I feel that I developed the most personally during this trip. Before coming on the trip, I did not know a single person, and that scared me. Traveling by yourself to a foreign country that you have never visited before was something that almost made me not go through with this amazing experience. I ended up meeting students from all over the country and from all different backgrounds. These people and I shared experiences like traveling to different cities in Italy, to many tours of breathing places like the Coliseum, Pompeii, and Mount Vesuvius. I will continue to stay in touch with them for a very, very long time into the future.
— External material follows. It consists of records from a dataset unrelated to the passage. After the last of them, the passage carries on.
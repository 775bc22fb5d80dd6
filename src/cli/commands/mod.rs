//! Command dispatch and handlers.

pub mod completions;
pub mod quiz;
pub mod run;
pub mod traits;
pub mod validate;
pub mod version;

use std::path::Path;
use std::sync::Arc;

use tokio_util::sync::CancellationToken;

use crate::cli::args::{Cli, Commands};
use crate::config::{ConfigLoader, LabConfig};
use crate::error::LabError;

/// Routes a parsed invocation to its handler.
///
/// `cancel` fires when the process receives Ctrl+C or SIGTERM.
///
/// # Errors
///
/// Returns whatever the handler fails with.
pub async fn dispatch(cli: Cli, cancel: CancellationToken) -> Result<(), LabError> {
    match cli.command {
        Commands::Traits(args) => traits::run(&args),
        Commands::Run(args) => run::run(&args, cancel).await,
        Commands::Quiz(args) => quiz::run(&args),
        Commands::Validate(args) => validate::run(&args),
        Commands::Completions(args) => {
            completions::run(&args);
            Ok(())
        }
        Commands::Version(args) => version::run(&args),
    }
}

/// Loads the lab configuration at `path`, or the defaults without one.
///
/// # Errors
///
/// Returns [`LabError::Config`] if the file cannot be loaded.
pub fn load_config(path: Option<&Path>) -> Result<Arc<LabConfig>, LabError> {
    let Some(path) = path else {
        return Ok(Arc::new(LabConfig::default()));
    };
    let result = ConfigLoader::with_defaults().load(path)?;
    for warning in &result.warnings {
        tracing::warn!(
            location = warning.location.as_deref().unwrap_or("<unknown>"),
            "{}",
            warning.message
        );
    }
    tracing::info!(file = %path.display(), "configuration loaded");
    Ok(result.config)
}
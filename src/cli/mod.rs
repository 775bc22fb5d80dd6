//! Command-line interface
//!
//! Argument definitions and command handlers for the `crispr-lab` binary.

pub mod args;
pub mod commands;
With meeting these new people, I feel that I also grew professionally. You could say that meeting new people and establishing a meaningful connection is a form of networking. Another professional development I believe that I have gained and the most important in my opinion is cross cultural communication. With being abroad in a non-majority English speaking country it was difficult to adjust. Normal tasks were made difficult, and it was somewhat of a culture shock. I did not get overwhelmed and continued to communicate to the best of my ability. Overtime, I began to communicate effectively, and this is a useful skill in any job. I believe that I will be able to take these two professional skills learned and bring them back to Pitt Business and continue to polish these skills.